We’re working with landlords and asset managers across London to turn underutilised building space into exactly this kind of offer gyms, wellness spaces, café-style breakout areas, bookable meeting suites, quiet booths, flexible swing space. Landlords who understand their tenants are waking up to the fact that people don’t just need a desk they want an ecosystem.
Increasingly, we’re seeing clients take a smaller office footprint in a building with a richer amenity stack. The logic is sound: the building becomes an extension of your workplace, delivering value that would be prohibitively expensive to build out yourself. If the building around your office isn’t adding to your employee value proposition, you’re leaving something on the table.
4. The Boring Stuff Is Exactly as Important as the Exciting Stuff
While we’re talking about gyms and wellness decks, let’s not forget the things that actually dominate the day-to-day experience for most people: fridge space. Lockers. A microwave that doesn’t smell. Enough toasters that someone doesn’t have to queue for twelve minutes at 8:45am. And above all else: air conditioning. These might seem trivial. They are not. Nothing derails team morale quite like a facilities grievance that’s been festering for three months with no resolution. Nothing signals to a new hire that the business isn’t quite as together as it seemed than being told to just crack a window. Reliable, fast bandwidth. Meeting rooms that are available and equipped. IT setup that doesn’t require a forty-five minute call with a supplier on your first week. These aren’t things your team should be thinking about because when they’re not working, they’re all your team will think about.
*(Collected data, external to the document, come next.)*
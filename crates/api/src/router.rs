//! The one router both `main.rs` and the integration tests serve.

use std::time::Duration;

use axum::http::header::{AUTHORIZATION, CONTENT_DISPOSITION, CONTENT_TYPE};
use axum::http::{HeaderName, Method, StatusCode};
use axum::Router;
use tower_http::catch_panic::CatchPanicLayer;
use tower_http::cors::CorsLayer;
use tower_http::request_id::{MakeRequestUuid, PropagateRequestIdLayer, SetRequestIdLayer};
use tower_http::timeout::TimeoutLayer;
use tower_http::trace::{DefaultMakeSpan, DefaultOnResponse, TraceLayer};
use tracing::Level;

use crate::config::ServerConfig;
use crate::middleware::auth::LEGACY_SECRET_HEADER;
use crate::routes;
use crate::state::AppState;

const REQUEST_ID_HEADER: &str = "x-request-id";

/// `/health` at the root, everything else under `/api/v1`.
///
/// Outermost first: CORS, request id assignment, tracing (so spans carry
/// the id), id echo on the response, the request timeout, panic recovery.
pub fn build_app_router(state: AppState, config: &ServerConfig) -> Router {
    let request_id = HeaderName::from_static(REQUEST_ID_HEADER);
    let timeout = Duration::from_secs(config.request_timeout_secs);

    Router::new()
        .merge(routes::health::router())
        .nest("/api/v1", routes::api_routes())
        .layer(CatchPanicLayer::new())
        .layer(TimeoutLayer::with_status_code(StatusCode::REQUEST_TIMEOUT, timeout))
        .layer(PropagateRequestIdLayer::new(request_id.clone()))
        .layer(
            TraceLayer::new_for_http()
                .make_span_with(DefaultMakeSpan::new().level(Level::INFO))
                .on_response(DefaultOnResponse::new().level(Level::INFO)),
        )
        .layer(SetRequestIdLayer::new(request_id, MakeRequestUuid))
        .layer(build_cors_layer(config))
        .with_state(state)
}

/// Dashboard origins may call the operator API and both trigger forms, and
/// read the export filename and request id off responses.
///
/// Panics on an unparseable origin; called once at startup.
pub fn build_cors_layer(config: &ServerConfig) -> CorsLayer {
    let origins: Vec<_> = config
        .cors_origins
        .iter()
        .map(|o| {
            o.parse()
                .unwrap_or_else(|e| panic!("Invalid CORS origin '{o}': {e}"))
        })
        .collect();

    CorsLayer::new()
        .allow_origin(origins)
        .allow_methods([Method::GET, Method::POST])
        .allow_headers([
            CONTENT_TYPE,
            AUTHORIZATION,
            HeaderName::from_static(LEGACY_SECRET_HEADER),
        ])
        .expose_headers([CONTENT_DISPOSITION, HeaderName::from_static(REQUEST_ID_HEADER)])
        .allow_credentials(true)
        .max_age(Duration::from_secs(3600))
}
If you’re serious about scaling, about attracting A-players, and about showing your existing people that the business has moved forward, nail the basics first. It’s remarkable how much goodwill a well-stocked kitchen, a properly functioning office, and a responsive facilities team can generate. Simple things done consistently and well are genuinely hard to replicate.
The Bottom Line
A bad office can hold you back in ways that are easy to underestimate. It undermines your positioning, limits the talent you can attract, and sends a quiet but persistent signal that the business hasn’t quite arrived yet. A good office intentional, well-managed, matched to where you’re trying to go does the opposite. It pulls people in, keeps them there, and becomes part of the story you’re telling the market about who you are.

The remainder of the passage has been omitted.